Nothing before the line containing "lists, probes each" should appear; please restate that line and every later line word for word through the end of the listing.

=-=-=

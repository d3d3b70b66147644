//! Proxy Vet - Concurrent Proxy List Validator
//!
//! Parses untrusted `host:port` lists, probes each candidate over HTTP,
//! HTTPS, SOCKS4 and SOCKS5 with bounded concurrency and hard per-probe
//! deadlines, and reports the proxies that demonstrably relay traffic.

pub mod proxy;
pub mod tui;

pub use proxy::*;

/// Application result type
pub type Result<T> = anyhow::Result<T>;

=-=-=

• _Solution below_:
//! Parses untrusted `host:port` lists, probes each candidate over HTTP,
//! HTTPS, SOCKS4 and SOCKS5 with bounded concurrency and hard per-probe
//! deadlines, and reports the proxies that demonstrably relay traffic.

pub mod proxy;
pub mod tui;

pub use proxy::*;

/// Application result type
pub type Result<T> = anyhow::Result<T>;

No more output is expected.